Der Tora zu Ehren!
Ein Brief und eine Stimme von T’ruah (Rabbiner für Menschenrechte in den USA) gegen Tötungen unter Berufung auf die Tora

You may have heard that this week, Rabbi Dov Lior, one of the most prominent rabbis of the Israeli settler movement, issued a halakhic (legal) statement that attempts to use Torah to justify killing civilians and even destroying all of Gaza.

This is a dangerous perversion of our tradition and a provocation to individuals who might rely on such a ruling to pursue vigilantism against Palestinian or Muslim neighbors. 

I'm pleased to share with you the response that T'ruah issued yesterday, in which we make clear that Jewish law does not justify the killing of innocents (below). In this time of war, pain, and suffering, the 1800 rabbis of T'ruah's network are committed even more than ever to being the moral rabbinic voices we need. Thank you to board member Rabbi Aryeh Cohen for drafting this statement on behalf of T'ruah.

We move into Shabbat with the possibility of a ceasefire before us. We pray that this may be a Shabbat Shalom, on which we see a cessation of the brutal rocket attacks against Israeli civilians, and an end to the deaths of Palestinians, and of Israeli soldiers and civilians.

Shabbat Shalom,
Rabbi Jill Jacobs
Executive Director T'ruah: The Rabbinic Call for Human Rights

For the honor of Torah: A rabbinic response to Rabbi Dov Lior

As rabbis and cantors charged with the sacred task of "making Torah great and glorifying it," we are disturbed by the recent opinion issued by Rabbi Dov Lior, in which he distorts Jewish law in order to permit harming noncombatants in war. He permits cutting off supplies and electricity to Gaza, and shelling the entire area, and adds, “It would even be permissible for the Defense Minister to order the destruction of all of Gaza so that the South would not continue to suffer and to prevent the injury of our people who have been suffering so long from the enemies who surround them. All kinds of talk of humanism and consideration are nothing when contrasted with saving our brothers in the South and in all of our land and returning quiet to our land.”

There is no basis in halakhah for this kind of blanket permission to order the murder of innocents. Lior cites the “precedent” of Shimon and Levi who slaughter all of the Shechemites for the sin of one person. Aside from the fact that most of the Sages of all the generations were bothered by the actions of Shimon and Levi and therefore claimed that the Shechemites sinned in one way or another (see e.g. Mishneh Torah, Melachim 9:14), the midrash says explicitly: “Our father Jacob did not want his sons to commit this act [of slaughter]” (Genesis Rabbah 80:10). Nachamanides writes that: “Jacob was enraged at Shimon and Levi when they killed the people of the city because they committed an evil act (hamas), for they had not sinned at all…” (Nachmanides commentary Genesis 34:5). And in the end Jacob curses the two brothers (Genesis 49:7).
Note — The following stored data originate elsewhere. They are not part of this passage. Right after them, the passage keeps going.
//! FFmpeg encode backend
//!
//! Raw video frames are piped to an `ffmpeg` child process. Audio is spooled
//! to a raw PCM file and muxed with the video once the session finishes.

use super::encoder::{AudioBuffer, EncodeSession, EncoderBackend, VideoFrame};
use super::state::{
    AudioCodec, AudioTrackSpec, PixelFormat, SampleFormat, VideoCodec, VideoTrackSpec,
    VideoTransform,
};
use crate::clock::CanonicalTime;
use crate::utils::error::{RecorderError, RecorderResult};
use bytes::Bytes;
use std::fs::File;
use std::io::{BufWriter, Write};
use std::path::{Path, PathBuf};
use std::process::{Child, ChildStdin, Command, Stdio};

/// Encoder backend driving the `ffmpeg` command line tool
#[derive(Debug, Clone)]
pub struct FfmpegBackend {
    binary: PathBuf,
}

impl FfmpegBackend {
    pub fn new() -> Self {
        Self::with_binary("ffmpeg")
    }

    pub fn with_binary(binary: impl Into<PathBuf>) -> Self {
        Self {
            binary: binary.into(),
        }
    }

    fn check_available(&self) -> RecorderResult<()> {
        match Command::new(&self.binary).arg("-version").output() {
            Ok(output) if output.status.success() => Ok(()),
            _ => Err(RecorderError::EncoderFailure(format!(
                "FFmpeg not found at {:?}. Please install FFmpeg.",
                self.binary
            ))),
        }
    }
}

impl Default for FfmpegBackend {
    fn default() -> Self {
        Self::new()
    }
}

impl EncoderBackend for FfmpegBackend {
    fn open(
        &self,
        output: &Path,
        video: Option<&VideoTrackSpec>,
        audio: Option<&AudioTrackSpec>,
    ) -> RecorderResult<Box<dyn EncodeSession>> {
        if video.is_none() && audio.is_none() {
            return Err(RecorderError::EncoderFailure(
                "session has neither a video nor an audio track".to_string(),
            ));
        }
        self.check_available()?;

        // With audio the video is encoded to a scratch file and muxed on finish
        let video_target = match audio {
            Some(_) => sibling(output, "video"),
            None => output.to_path_buf(),
        };

        let audio_spool = match audio {
            Some(spec) => {
                let path = sibling_with_ext(output, "audio", "pcm");
                let writer = BufWriter::new(File::create(&path)?);
                Some(AudioSpool {
                    path,
                    writer,
                    spec: spec.clone(),
                })
            }
            None => None,
        };

        let (process, stdin) = match video {
            Some(spec) => {
                let args = video_encoder_args(spec, &video_target);
                let mut process = Command::new(&self.binary)
                    .args(&args)
                    .stdin(Stdio::piped())
                    .stdout(Stdio::null())
                    .stderr(Stdio::piped())
                    .spawn()
                    .map_err(|e| {
                        RecorderError::EncoderFailure(format!("Failed to start FFmpeg: {}", e))
                    })?;
                let stdin = process.stdin.take().ok_or_else(|| {
                    RecorderError::EncoderFailure("Failed to capture FFmpeg stdin".to_string())
                })?;

                tracing::info!(
                    "Started FFmpeg video encoder: {}x{} @ {}fps, {:?}, output: {:?}",
                    spec.width,
                    spec.height,
                    spec.frame_rate,
                    spec.codec,
                    video_target
                );
                (Some(process), Some(stdin))
            }
            None => (None, None),
        };

        let mut scratch = Vec::new();
        if video.is_some() && audio.is_some() {
            scratch.push(video_target.clone());
        }
        scratch.extend(audio_spool.as_ref().map(|spool| spool.path.clone()));

        Ok(Box::new(FfmpegSession {
            binary: self.binary.clone(),
            output: output.to_path_buf(),
            video_spec: video.cloned(),
            video_target,
            process,
            stdin,
            audio_spool,
            scratch,
            timing: TrackTiming::default(),
        }))
    }
}

/// Where each track starts on the canonical timebase and how far video got
#[derive(Debug, Default)]
struct TrackTiming {
    first_video: Option<CanonicalTime>,
    first_audio: Option<CanonicalTime>,
    /// Frame slots already filled in the encoded stream
    frames_written: u64,
    last_frame: Option<Bytes>,
}

impl TrackTiming {
    /// Audio start relative to video start, zero unless both tracks have data
    fn audio_offset_ns(&self) -> i64 {
        match (self.first_video, self.first_audio) {
            (Some(video), Some(audio)) => audio.nanos_since(video),
            _ => 0,
        }
    }
}

/// Index of the constant-rate frame slot `time` falls into
fn frame_slot(first: CanonicalTime, time: CanonicalTime, frame_rate: u32) -> Option<u64> {
    let elapsed = time.nanos_since(first);
    if elapsed < 0 {
        return None;
    }
    let slot = (elapsed as i128 * frame_rate as i128 + 500_000_000) / 1_000_000_000;
    u64::try_from(slot).ok()
}

struct AudioSpool {
    path: PathBuf,
    writer: BufWriter<File>,
    spec: AudioTrackSpec,
}

struct FfmpegSession {
    binary: PathBuf,
    output: PathBuf,
    video_spec: Option<VideoTrackSpec>,
    video_target: PathBuf,
    process: Option<Child>,
    stdin: Option<ChildStdin>,
    audio_spool: Option<AudioSpool>,
    /// Intermediate files removed once the session ends
    scratch: Vec<PathBuf>,
    timing: TrackTiming,
}

impl FfmpegSession {
    fn wait_for_video(&mut self) -> RecorderResult<()> {
        // Closing stdin signals EOF to ffmpeg
        drop(self.stdin.take());
        if let Some(process) = self.process.take() {
            let output = process.wait_with_output()?;
            if !output.status.success() {
                let stderr = String::from_utf8_lossy(&output.stderr);
                return Err(RecorderError::EncoderFailure(format!(
                    "FFmpeg exited with status {}: {}",
                    output.status,
                    stderr.trim()
                )));
            }
        }
        Ok(())
    }

    fn mux_audio(&mut self) -> RecorderResult<()> {
        let Some(mut spool) = self.audio_spool.take() else {
            return Ok(());
        };
        spool.writer.flush()?;
        drop(spool.writer);

        let video_input = self.video_spec.as_ref().map(|_| self.video_target.as_path());
        let offset_ns = self.timing.audio_offset_ns();
        if offset_ns != 0 {
            tracing::debug!("Audio starts {}ns after video", offset_ns);
        }
        let args = mux_args(video_input, &spool.path, &spool.spec, offset_ns, &self.output);
        let output = Command::new(&self.binary)
            .args(&args)
            .stdin(Stdio::null())
            .stdout(Stdio::null())
            .stderr(Stdio::piped())
            .output()
            .map_err(|e| RecorderError::EncoderFailure(format!("Failed to start FFmpeg: {}", e)))?;

        if !output.status.success() {
            let stderr = String::from_utf8_lossy(&output.stderr);
            return Err(RecorderError::EncoderFailure(format!(
                "FFmpeg mux exited with status {}: {}",
                output.status,
                stderr.trim()
            )));
        }
        Ok(())
    }

    fn remove_scratch(&self) {
        for path in &self.scratch {
            match std::fs::remove_file(path) {
                Ok(()) => {}
                Err(e) if e.kind() == std::io::ErrorKind::NotFound => {}
                Err(e) => tracing::warn!("Failed to remove {:?}: {}", path, e),
            }
        }
    }
}

impl EncodeSession for FfmpegSession {
    fn append_video(&mut self, frame: &VideoFrame, time: CanonicalTime) -> RecorderResult<()> {
        let (Some(spec), Some(stdin)) = (&self.video_spec, self.stdin.as_mut()) else {
            return Err(RecorderError::EncoderFailure(
                "session has no video track".to_string(),
            ));
        };
        if frame.width != spec.width
            || frame.height != spec.height
            || frame.pixel_format != spec.pixel_format
            || !frame.is_complete()
        {
            return Err(RecorderError::EncoderFailure(format!(
                "frame {}x{} {:?} ({} bytes) does not match track {}x{} {:?}",
                frame.width,
                frame.height,
                frame.pixel_format,
                frame.data.len(),
                spec.width,
                spec.height,
                spec.pixel_format
            )));
        }

        // Constant frame rate: repeat the previous frame over gaps, skip
        // frames landing on an already filled slot
        let first = *self.timing.first_video.get_or_insert(time);
        let Some(slot) = frame_slot(first, time, spec.frame_rate) else {
            tracing::trace!("Frame at {} precedes the first frame, skipping", time);
            return Ok(());
        };
        if slot < self.timing.frames_written {
            tracing::trace!("Frame at {} shares slot {}, skipping", time, slot);
            return Ok(());
        }

        let rejected =
            |e: std::io::Error| RecorderError::EncoderFailure(format!("FFmpeg rejected frame: {}", e));
        if let Some(last) = &self.timing.last_frame {
            let gap = slot - self.timing.frames_written;
            if gap > 0 {
                tracing::debug!("Repeating previous frame {} times at {}", gap, time);
            }
            for _ in 0..gap {
                stdin.write_all(last).map_err(rejected)?;
            }
        }
        stdin.write_all(&frame.data).map_err(rejected)?;

        self.timing.frames_written = slot + 1;
        self.timing.last_frame = Some(frame.data.clone());
        Ok(())
    }

    fn append_audio(&mut self, buffer: &AudioBuffer) -> RecorderResult<()> {
        let Some(spool) = self.audio_spool.as_mut() else {
            return Err(RecorderError::EncoderFailure(
                "session has no audio track".to_string(),
            ));
        };
        spool.writer.write_all(&buffer.data)?;
        self.timing.first_audio.get_or_insert(buffer.time);
        Ok(())
    }

    fn finish(mut self: Box<Self>) -> RecorderResult<()> {
        let result = self.wait_for_video().and_then(|_| self.mux_audio());
        self.remove_scratch();
        result?;
        tracing::info!("FFmpeg finished: {:?}", self.output);
        Ok(())
    }

    fn abort(mut self: Box<Self>) {
        drop(self.stdin.take());
        if let Some(mut process) = self.process.take() {
            let _ = process.kill();
            let _ = process.wait();
        }
        drop(self.audio_spool.take());
        self.remove_scratch();
        let _ = std::fs::remove_file(&self.output);
        tracing::warn!("FFmpeg session aborted: {:?}", self.output);
    }
}

fn sibling(output: &Path, tag: &str) -> PathBuf {
    let ext = output
        .extension()
        .map(|e| e.to_string_lossy().to_string())
        .unwrap_or_else(|| "mp4".to_string());
    sibling_with_ext(output, tag, &ext)
}

fn sibling_with_ext(output: &Path, tag: &str, ext: &str) -> PathBuf {
    let stem = output
        .file_stem()
        .map(|s| s.to_string_lossy().to_string())
        .unwrap_or_else(|| "recording".to_string());
    output.with_file_name(format!("{}.{}.{}", stem, tag, ext))
}

fn pixel_format_name(format: PixelFormat) -> &'static str {
    match format {
        PixelFormat::Nv12 => "nv12",
        PixelFormat::Bgra => "bgra",
        PixelFormat::Rgba => "rgba",
        PixelFormat::Yuyv422 => "yuyv422",
    }
}

fn transform_filter(transform: VideoTransform) -> Option<&'static str> {
    match transform {
        VideoTransform::Identity => None,
        VideoTransform::Rotate90 => Some("transpose=1"),
        VideoTransform::Rotate180 => Some("hflip,vflip"),
        VideoTransform::Rotate270 => Some("transpose=2"),
        VideoTransform::MirrorHorizontal => Some("hflip"),
    }
}

/// Arguments for encoding raw frames from stdin into `output`
pub(crate) fn video_encoder_args(spec: &VideoTrackSpec, output: &Path) -> Vec<String> {
    let codec = match spec.codec {
        VideoCodec::H264 => "libx264",
        VideoCodec::Hevc => "libx265",
    };

    // stderr is only read after exit, keep it short
    let mut args: Vec<String> = vec![
        "-y".into(),
        "-hide_banner".into(),
        "-loglevel".into(),
        "error".into(),
        "-f".into(),
        "rawvideo".into(),
        "-pixel_format".into(),
        pixel_format_name(spec.pixel_format).into(),
        "-video_size".into(),
        format!("{}x{}", spec.width, spec.height),
        "-framerate".into(),
        spec.frame_rate.to_string(),
        "-i".into(),
        "-".into(),
    ];

    if let Some(filter) = transform_filter(spec.transform) {
        args.push("-vf".into());
        args.push(filter.into());
    }

    args.extend([
        "-c:v".into(),
        codec.into(),
        "-preset".into(),
        "veryfast".into(),
        "-pix_fmt".into(),
        "yuv420p".into(),
        "-b:v".into(),
        spec.bitrate.to_string(),
        "-g".into(),
        (spec.frame_rate * 2).to_string(),
        "-movflags".into(),
        "+faststart".into(),
        output.to_string_lossy().to_string(),
    ]);
    args
}

/// Arguments for muxing spooled PCM (and optionally encoded video) into `output`
///
/// `audio_offset_ns` is the audio start minus the video start; the later
/// input is delayed by it.
pub(crate) fn mux_args(
    video: Option<&Path>,
    pcm: &Path,
    spec: &AudioTrackSpec,
    audio_offset_ns: i64,
    output: &Path,
) -> Vec<String> {
    let sample_format = match spec.sample_format {
        SampleFormat::S16le => "s16le",
        SampleFormat::F32le => "f32le",
    };
    let codec = match spec.codec {
        AudioCodec::Aac => "aac",
    };

    let delay = format!("{:.6}", audio_offset_ns.unsigned_abs() as f64 / 1e9);

    let mut args: Vec<String> = vec!["-y".into()];
    if let Some(video) = video {
        if audio_offset_ns < 0 {
            args.extend(["-itsoffset".into(), delay.clone()]);
        }
        args.extend(["-i".into(), video.to_string_lossy().to_string()]);
    }
    if video.is_some() && audio_offset_ns > 0 {
        args.extend(["-itsoffset".into(), delay]);
    }
    args.extend([
        "-f".into(),
        sample_format.into(),
        "-ar".into(),
        spec.sample_rate.to_string(),
        "-ac".into(),
        spec.channels.to_string(),
        "-i".into(),
        pcm.to_string_lossy().to_string(),
    ]);
    if video.is_some() {
        args.extend(["-c:v".into(), "copy".into()]);
    }
    args.extend([
        "-c:a".into(),
        codec.into(),
        "-b:a".into(),
        spec.bitrate.to_string(),
        "-shortest".into(),
        output.to_string_lossy().to_string(),
    ]);
    args
}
Even in the case of the ir hanidachat, defined by the Torah as a city that has given itself over entirely to idol worship, the prevalent legal tradition rejects the possibility that the entire city should be wiped out without proper legal processes (see, for example, Rambam, Mishneh Torah, Avodah Zarah chapter 4). The Talmud even declare that such a place as an Ir hanidachat has never existed and never will exist (Sanhedrin 71a). There is no such place in Jewish law in which collective punishment, without regard for guilt or innocence, would be justified.

As Rav Chaim Hirschensohn wrote in another context: “The words of Torah, ‘its ways are the ways of pleasantness and all its paths are peaceful.’ There is no law nor ritual in the Torah which would contradict the ways of civilization, nor would Torah ever obligate us to do something which opposed the intellect and reason.”

It is plain to all who have eyes in their heads that the Torah which demands that the nation sue for peace before going to war, that demands that even under siege, a city be given a way of escape, this Torah does not command the murder of innocents.

Rabbi Lior has indulged in uncovering Torah which is not in accord with the tradition (מגלה פנים בתורה שלא כהלכה) (see Sanhedrin 99a), or with the traditional morality of the Jewish people, per the statement that "Anyone who shows compassion to humanity is known to be from the seed of Abraham" (Talmud Tractate Beitza 32b). As fellow rabbis, we ask him to renounce his statement immediately, lest it lead to even more tragic vigilantism, bloodshed, and dehumanization of our neighbors.